To blunt anthrax attack, mail carriers to get antibiotics

Oct 2, 2008 (CIDRAP News) – Federal health officials yesterday announced a plan to supply mail carriers with antibiotics so they will be protected and prepared to deliver the drugs to others in case of an anthrax attack.

The program will start with a $500,000 pilot project involving carriers in Minneapolis and St. Paul, which were chosen because of their extensive bioterrorism preparations, according to an Associated Press (AP) report yesterday.
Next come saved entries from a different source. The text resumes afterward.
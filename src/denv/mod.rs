//! Package-descriptor library
//!
//! Pure data: packages, projects and the dependency graph between them.
//! Nothing in here touches the file system.

pub mod graph;
pub mod package;
pub mod project;

pub use graph::DependencyGraph;
pub use package::{Package, PackageSummary, ProjectSummary};
pub use project::{
    normalize_repo_path, setup_default_cpp_app_project, setup_default_cpp_lib_project,
    setup_default_cpp_test_project, Language, Project, ProjectKind,
};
"In an anthrax attack, time is of the essence," Health and Human Services (HHS) Secretary Mike Leavitt said in a news release. "By providing advance protection to letter carriers who volunteer to deliver antibiotics in an affected community, we can gain the benefits of the unique capabilities of the Postal Service to get much needed medicine to those who need it quickly."

Inhalational anthrax is usually fatal unless the patient is treated with antibiotics early. In 2001, five people died and 17 others got sick after envelopes containing anthrax spores were sent to several media offices and two US senators.
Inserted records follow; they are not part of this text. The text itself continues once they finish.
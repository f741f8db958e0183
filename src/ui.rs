//! Terminal output
//!
//! Renders reports, diffs and package trees as strings; the binary decides
//! where they go. Colour is only applied when the caller asks for it.

use std::fmt::Write as _;

use crossterm::style::{Color, Stylize};
use is_terminal::IsTerminal;

use crate::config::ConfigWarning;
use crate::denv::{PackageSummary, ProjectSummary};
use crate::generator::{GeneratePlan, GenerateReport};

/// Semantic colours
pub mod colors {
    use super::Color;

    pub const SUCCESS: Color = Color::Green;
    pub const ERROR: Color = Color::Red;
    pub const WARNING: Color = Color::Yellow;
    pub const INFO: Color = Color::Cyan;
    pub const DIM: Color = Color::DarkGrey;
}

pub mod icons {
    pub const SUCCESS: &str = "✓";
    pub const WARNING: &str = "⚠";
    pub const REMOVED: &str = "✗";
    pub const GENERATE: &str = "📦";
    pub const DIFF: &str = "Δ";
}

/// Colour stdout only when it is a terminal and `NO_COLOR` is unset
pub fn supports_color() -> bool {
    std::env::var_os("NO_COLOR").is_none() && std::io::stdout().is_terminal()
}

/// Whether stderr is attached to a terminal
pub fn stderr_is_terminal() -> bool {
    std::io::stderr().is_terminal()
}

fn paint(s: &str, color: Color, enabled: bool) -> String {
    if enabled {
        format!("{}", s.with(color))
    } else {
        s.to_string()
    }
}

/// Command header, e.g. `📦 xvmem generate`
pub fn render_header(icon: &str, title: &str, color: bool) -> String {
    paint(&format!("{icon} {title}"), colors::INFO, color)
}

/// Human readable generation summary
pub fn render_report(report: &GenerateReport, color: bool) -> String {
    let mut out = String::new();
    let verb = if report.dry_run { "Would write" } else { "Written" };

    let written: Vec<&String> = report.created.iter().chain(report.updated.iter()).collect();
    if !written.is_empty() {
        let line = format!("  {} {}: {} files", icons::SUCCESS, verb, written.len());
        let _ = writeln!(out, "{}", paint(&line, colors::SUCCESS, color));
        for path in &report.created {
            let _ = writeln!(out, "    + {path}");
        }
        for path in &report.updated {
            let _ = writeln!(out, "    ~ {path}");
        }
    }

    if !report.removed.is_empty() {
        let verb = if report.dry_run { "Would remove" } else { "Removed" };
        let line = format!("  {} {}: {} files", icons::REMOVED, verb, report.removed.len());
        let _ = writeln!(out, "{}", paint(&line, colors::ERROR, color));
        for path in &report.removed {
            let _ = writeln!(out, "    - {path}");
        }
    }

    if !report.skipped.is_empty() {
        let line = format!(
            "  {} Skipped: {} files (modified by user, use --force to overwrite)",
            icons::WARNING,
            report.skipped.len()
        );
        let _ = writeln!(out, "{}", paint(&line, colors::WARNING, color));
        for path in &report.skipped {
            let _ = writeln!(out, "    ! {path}");
        }
    }

    if !report.unchanged.is_empty() {
        let line = format!("  Unchanged: {} files", report.unchanged.len());
        let _ = writeln!(out, "{}", paint(&line, colors::DIM, color));
    }

    if out.is_empty() {
        out.push_str("  Nothing to generate\n");
    }
    out
}

/// JSON event for a generation report
pub fn report_json(package: &str, report: &GenerateReport) -> serde_json::Value {
    serde_json::json!({
        "event": "generate",
        "package": package,
        "status": if report.is_clean() { "success" } else { "partial" },
        "dry_run": report.dry_run,
        "created": report.created,
        "updated": report.updated,
        "unchanged": report.unchanged,
        "skipped": report.skipped,
        "removed": report.removed,
    })
}

/// Unified diffs of every pending change, colourised per line
pub fn render_plan_diff(plan: &GeneratePlan, color: bool) -> String {
    let mut out = String::new();
    for file in &plan.files {
        let Some(diff) = file.unified_diff() else {
            continue;
        };
        for line in diff.lines() {
            let painted = if line.starts_with("+++") || line.starts_with("---") || line.starts_with("@@") {
                paint(line, colors::INFO, color)
            } else if line.starts_with('+') {
                paint(line, colors::SUCCESS, color)
            } else if line.starts_with('-') {
                paint(line, colors::ERROR, color)
            } else {
                line.to_string()
            };
            out.push_str(&painted);
            out.push('\n');
        }
    }
    out
}

/// JSON event for a diff run
pub fn plan_json(package: &str, plan: &GeneratePlan) -> serde_json::Value {
    let files: Vec<serde_json::Value> = plan
        .files
        .iter()
        .map(|f| {
            serde_json::json!({
                "path": f.path.to_string_lossy().replace('\\', "/"),
                "action": f.action,
                "diff": f.unified_diff(),
            })
        })
        .collect();
    serde_json::json!({
        "event": "diff",
        "package": package,
        "files": files,
    })
}

fn render_project(out: &mut String, project: &ProjectSummary, indent: &str) {
    let _ = write!(out, "{indent}{} {}", project.kind.as_str(), project.name);
    if !project.dependencies.is_empty() {
        let _ = write!(out, " -> {}", project.dependencies.join(", "));
    }
    out.push('\n');
}

fn render_package(out: &mut String, package: &PackageSummary, depth: usize) {
    let indent = "  ".repeat(depth);
    let _ = writeln!(out, "{indent}{} [{}]", package.name, package.path);

    let inner = "  ".repeat(depth + 1);
    for project in package.main_lib.iter().chain(package.unittests.iter()) {
        render_project(out, project, &inner);
    }
    for child in &package.packages {
        render_package(out, child, depth + 1);
    }
}

/// Indented text tree of a package and its sub-packages
pub fn render_tree(package: &PackageSummary) -> String {
    let mut out = String::new();
    render_package(&mut out, package, 0);
    out
}

/// Unknown-key warnings for stderr
pub fn render_config_warnings(warnings: &[ConfigWarning], color: bool) -> String {
    let mut out = String::new();
    for w in warnings {
        let line = match w.line {
            Some(line) => format!(
                "{} Unknown config key '{}' in {}:{}",
                icons::WARNING,
                w.key,
                w.file.display(),
                line
            ),
            None => format!(
                "{} Unknown config key '{}' in {}",
                icons::WARNING,
                w.key,
                w.file.display()
            ),
        };
        let _ = writeln!(out, "{}", paint(&line, colors::WARNING, color));
    }
    out
}
//! CMake backend
//!
//! Generates `cmake/CMakeLists.txt` with one target per project. Libraries
//! export their include directories so dependents pick them up through
//! `target_link_libraries`.

use std::fmt::Write as _;

use super::{banner, slash_path, unique_dependency_names, BuildBackend};
use crate::denv::{DependencyGraph, Package, Project, ProjectKind};
use crate::error::GenResult;
use crate::generator::context::GeneratorContext;
use crate::generator::output::OutputFile;
use crate::generator::toolchain::Toolchain;

/// Cache variable pointing at the workspace
const WORKSPACE_VAR: &str = "XGEN_WORKSPACE";

/// CMakeLists.txt backend
#[derive(Debug, Clone, Copy, Default)]
pub struct CMakeBackend;

impl CMakeBackend {
    pub fn new() -> Self {
        Self
    }

    fn header(&self, package: &Package, ctx: &GeneratorContext) -> String {
        let mut out = banner("#", package);
        let compiler = ctx.compiler();

        out.push('\n');
        out.push_str("cmake_minimum_required(VERSION 3.16)\n");
        let _ = writeln!(out, "project({} LANGUAGES CXX)", package.name());
        out.push('\n');

        match cxx_standard(&compiler.std) {
            Some(standard) => {
                let _ = writeln!(out, "set(CMAKE_CXX_STANDARD {standard})");
                out.push_str("set(CMAKE_CXX_STANDARD_REQUIRED ON)\n");
            }
            None => {
                let _ = writeln!(out, "add_compile_options(-std={})", compiler.std);
            }
        }
        if !compiler.flags.is_empty() {
            let _ = writeln!(out, "add_compile_options({})", compiler.flags.join(" "));
        }

        let names: Vec<&str> = ctx.configurations().iter().map(|c| c.cmake_name()).collect();
        let _ = writeln!(
            out,
            "set(CMAKE_CONFIGURATION_TYPES \"{}\" CACHE STRING \"\" FORCE)",
            names.join(";")
        );
        if let Some(first) = ctx.configurations().first() {
            out.push_str("if(NOT CMAKE_BUILD_TYPE)\n");
            let _ = writeln!(out, "  set(CMAKE_BUILD_TYPE {})", first.cmake_name());
            out.push_str("endif()\n");
        }

        let defines: Vec<String> = ctx
            .configurations()
            .iter()
            .map(|c| format!("$<$<CONFIG:{}>:{}>", c.cmake_name(), c.define()))
            .collect();
        let _ = writeln!(out, "add_compile_definitions({})", defines.join(" "));
        out.push('\n');

        let _ = writeln!(
            out,
            "set({WORKSPACE_VAR} \"{}\" CACHE PATH \"Directory holding the checked-out repositories\")",
            slash_path(&ctx.workspace_dir())
        );
        out.push('\n');
        out.push_str("enable_testing()\n\n");
        out
    }

    fn project_section(&self, project: &Project) -> String {
        let name = project.name();
        let root = format!("${{{WORKSPACE_VAR}}}/{}", project.repo_dir());
        let mut out = String::new();

        let _ = writeln!(out, "# {} ({})", name, project.kind().as_str());

        let globs: Vec<String> = project
            .source_dirs()
            .iter()
            .map(|dir| format!("\"{root}/{dir}/*.cpp\""))
            .collect();
        let _ = writeln!(
            out,
            "file(GLOB_RECURSE {name}_SOURCES CONFIGURE_DEPENDS {})",
            globs.join(" ")
        );

        let (visibility, link_visibility) = match project.kind() {
            ProjectKind::Library => {
                let _ = writeln!(out, "add_library({name} STATIC ${{{name}_SOURCES}})");
                ("PUBLIC", "PUBLIC")
            }
            ProjectKind::UnitTest | ProjectKind::Executable => {
                let _ = writeln!(out, "add_executable({name} ${{{name}_SOURCES}})");
                ("PRIVATE", "PRIVATE")
            }
        };

        if !project.include_dirs().is_empty() {
            let includes: Vec<String> = project
                .include_dirs()
                .iter()
                .map(|dir| format!("\"{root}/{dir}\""))
                .collect();
            let _ = writeln!(
                out,
                "target_include_directories({name} {visibility} {})",
                includes.join(" ")
            );
        }

        if !project.defines().is_empty() {
            let _ = writeln!(
                out,
                "target_compile_definitions({name} PRIVATE {})",
                project.defines().join(" ")
            );
        }

        let dependencies = unique_dependency_names(project);
        if !dependencies.is_empty() {
            let _ = writeln!(
                out,
                "target_link_libraries({name} {link_visibility} {})",
                dependencies.join(" ")
            );
        }

        if project.kind() == ProjectKind::UnitTest {
            let _ = writeln!(out, "add_test(NAME {name} COMMAND {name})");
        }

        out.push('\n');
        out
    }
}

/// `c++17` / `gnu++20` → `17` / `20`
fn cxx_standard(std: &str) -> Option<&str> {
    let digits = std
        .strip_prefix("c++")
        .or_else(|| std.strip_prefix("gnu++"))?;
    (!digits.is_empty() && digits.chars().all(|c| c.is_ascii_digit())).then_some(digits)
}

impl BuildBackend for CMakeBackend {
    fn toolchain(&self) -> Toolchain {
        Toolchain::CMake
    }

    fn emit(
        &self,
        package: &Package,
        graph: &DependencyGraph,
        ctx: &GeneratorContext,
    ) -> GenResult<Vec<OutputFile>> {
        let mut content = self.header(package, ctx);
        for project in graph.build_order() {
            content.push_str(&self.project_section(project));
        }

        Ok(vec![OutputFile::new(
            "cmake/CMakeLists.txt",
            content,
            Toolchain::CMake,
        )])
    }
}
//! Package descriptor builders
//!
//! Every package this repository knows about implements [`PackageSource`].
//! `xbase`, `xentry` and `xunittest` are the external collaborators;
//! `xvmem` is the package this repository describes.

pub mod xbase;
pub mod xentry;
pub mod xunittest;
pub mod xvmem;

pub use xbase::XBase;
pub use xentry::XEntry;
pub use xunittest::XUnitTest;
pub use xvmem::{build_package_descriptor, build_package_descriptor_from, get_package, XVMem};

use crate::denv::Package;
use crate::error::{GenError, GenResult};

/// A named provider of a package descriptor
pub trait PackageSource {
    /// Package name
    fn name(&self) -> &str;

    /// Build a fresh descriptor. Every call returns a new instance.
    fn get_package(&self) -> GenResult<Package>;
}

/// Get all built-in package sources
pub fn all_packages() -> Vec<Box<dyn PackageSource>> {
    vec![
        Box::new(XBase::new()),
        Box::new(XEntry::new()),
        Box::new(XUnitTest::new()),
        Box::new(XVMem::new()),
    ]
}

/// Get a built-in package source by name
pub fn find_package(name: &str) -> GenResult<Box<dyn PackageSource>> {
    all_packages()
        .into_iter()
        .find(|source| source.name() == name)
        .ok_or_else(|| GenError::UnknownPackage {
            name: name.to_string(),
        })
}

/// Repository path for a package hosted under the common account
pub(crate) fn repo_path(name: &str) -> String {
    format!("github.com\\jurgen-kluft\\{name}")
}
In recent years, HHS and the Postal Service ran exercises in which mail carriers in Seattle, Philadelphia, and Boston delivered empty pill bottles and explanatory fliers to residents. Carriers paired up with police officers to distribute the items, the AP reported. William Raub, Leavitt's senior science adviser, said that 50 carriers reached about 53,000 Philadelphia households in 8 hours, according to the story.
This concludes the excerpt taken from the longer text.